Childish and several of the Medway Poets founded the Stuckist art movement. A reaction against conceptualism, the Stuckists issued manifestos criticising postmodernism and proposing a return to figurative work, demonstrating at the Turner Prize ceremony, sometimes dressed as monkeys. This fits neatly with the Childish approach to art; his music sticking tightly within the 1960s garage punk ethos of simple singer, guitar, bass and drums playing through authentic period equipment,  verse in his distinctive working-class accent unafraid to reference Dostoevsky, Dos Passos or Don Quixote.

Emin and Childish split in 1987 and the Headcoats song ‘Art or Arse (You be the Judge)’ features a recorded phone message from her complaining about the track as its intro. It’s almost certainly no coincidence that his reaction against conceptualism was around the same time as her burgeoning fame as part of the Young British Artists with works including ‘My Bed and Everyone I’ve Ever Slept With’ embroidered tent.

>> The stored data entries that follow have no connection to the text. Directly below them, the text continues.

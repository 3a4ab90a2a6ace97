//! Parse nginx status reports into measurements
//!
//! Two report formats are understood: the plain-text `stub_status` page and
//! the nginx plus JSON status document. Both parsers take a body and a base
//! label set and push [`crate::measurement::Measurement`]s to a caller
//! supplied output.

use serde::Deserialize;

pub mod plus;
pub mod stub_status;

#[derive(thiserror::Error, Debug)]
/// Errors produced by either scraper
pub enum Error {
    /// See [`crate::scraper::stub_status::Error`] for details.
    #[error("error scraping nginx stats: {0}")]
    StubStatus(#[from] stub_status::Error),
    /// See [`crate::scraper::plus::Error`] for details.
    #[error("error scraping nginx plus stats: {0}")]
    Plus(#[from] plus::Error),
}

#[derive(Debug, Deserialize, Clone, Copy, PartialEq, Eq, Hash)]
#[serde(rename_all = "snake_case")]
/// The report format served by an endpoint
pub enum Format {
    /// `ngx_http_stub_status_module` plain-text page.
    StubStatus,
    /// nginx plus `ngx_http_status_module` JSON document.
    Plus,
}

impl Format {
    /// The content type the endpoint must declare, if any.
    #[must_use]
    pub fn expected_content_type(self) -> Option<&'static str> {
        match self {
            Format::StubStatus => None,
            Format::Plus => Some("application/json"),
        }
    }
}
/// Session counts by status class.
#[derive(Debug, Default, Clone, Copy, Deserialize, PartialEq)]
#[serde(default)]
pub struct Sessions {
    /// `1xx` sessions.
    #[serde(rename = "1xx")]
    #[serde(deserialize_with = "null_as_default")]
    pub sessions_1xx: u64,
    /// `2xx` sessions.
    #[serde(rename = "2xx")]
    #[serde(deserialize_with = "null_as_default")]
    pub sessions_2xx: u64,
    /// `3xx` sessions.
    #[serde(rename = "3xx")]
    #[serde(deserialize_with = "null_as_default")]
    pub sessions_3xx: u64,
    /// `4xx` sessions.
    #[serde(rename = "4xx")]
    #[serde(deserialize_with = "null_as_default")]
    pub sessions_4xx: u64,
    /// `5xx` sessions.
    #[serde(rename = "5xx")]
    #[serde(deserialize_with = "null_as_default")]
    pub sessions_5xx: u64,
    /// All completed sessions.
    #[serde(deserialize_with = "null_as_default")]
    pub total: u64,
}

/// A stream status zone.
#[derive(Debug, Default, Clone, Copy, Deserialize, PartialEq)]
#[serde(default)]
pub struct StreamServerZone {
    /// Client connections being processed.
    #[serde(deserialize_with = "null_as_default")]
    pub processing: u64,
    /// Connections accepted from clients.
    #[serde(deserialize_with = "null_as_default")]
    pub connections: u64,
    /// Completed sessions by status class.
    pub sessions: Option<Sessions>,
    /// Connections completed without creating a session. Added in version 7.
    pub discarded: Option<u64>,
    /// Bytes received from clients.
    #[serde(deserialize_with = "null_as_default")]
    pub received: u64,
    /// Bytes sent to clients.
    #[serde(deserialize_with = "null_as_default")]
    pub sent: u64,
}

/// A stream upstream group.
#[derive(Debug, Default, Deserialize, PartialEq)]
#[serde(default)]
pub struct StreamUpstream {
    /// Servers in the group.
    #[serde(deserialize_with = "null_as_default")]
    pub peers: Vec<StreamPeer>,
    /// Servers removed from the group but still processing sessions.
    #[serde(deserialize_with = "null_as_default")]
    pub zombies: u64,
}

A future blog will deal in more depth with how the archive relates to punk and zine culture but Cunliffe’s relationship with Childish reflects how the tradition of independent publishing continues even in these increasingly web-centric times. The BB Books editor sees something of himself in Billy who works incredibly hard to operate outside the mainstream media’s gaze producing unfettered art without asking for its permission or approval. Hangman and BB Books show that it’s possible to maintain autonomy despite pressure to conform and, although it almost certainly won’t make lots of money, there are still small press alternatives to ever-growing global corporatism.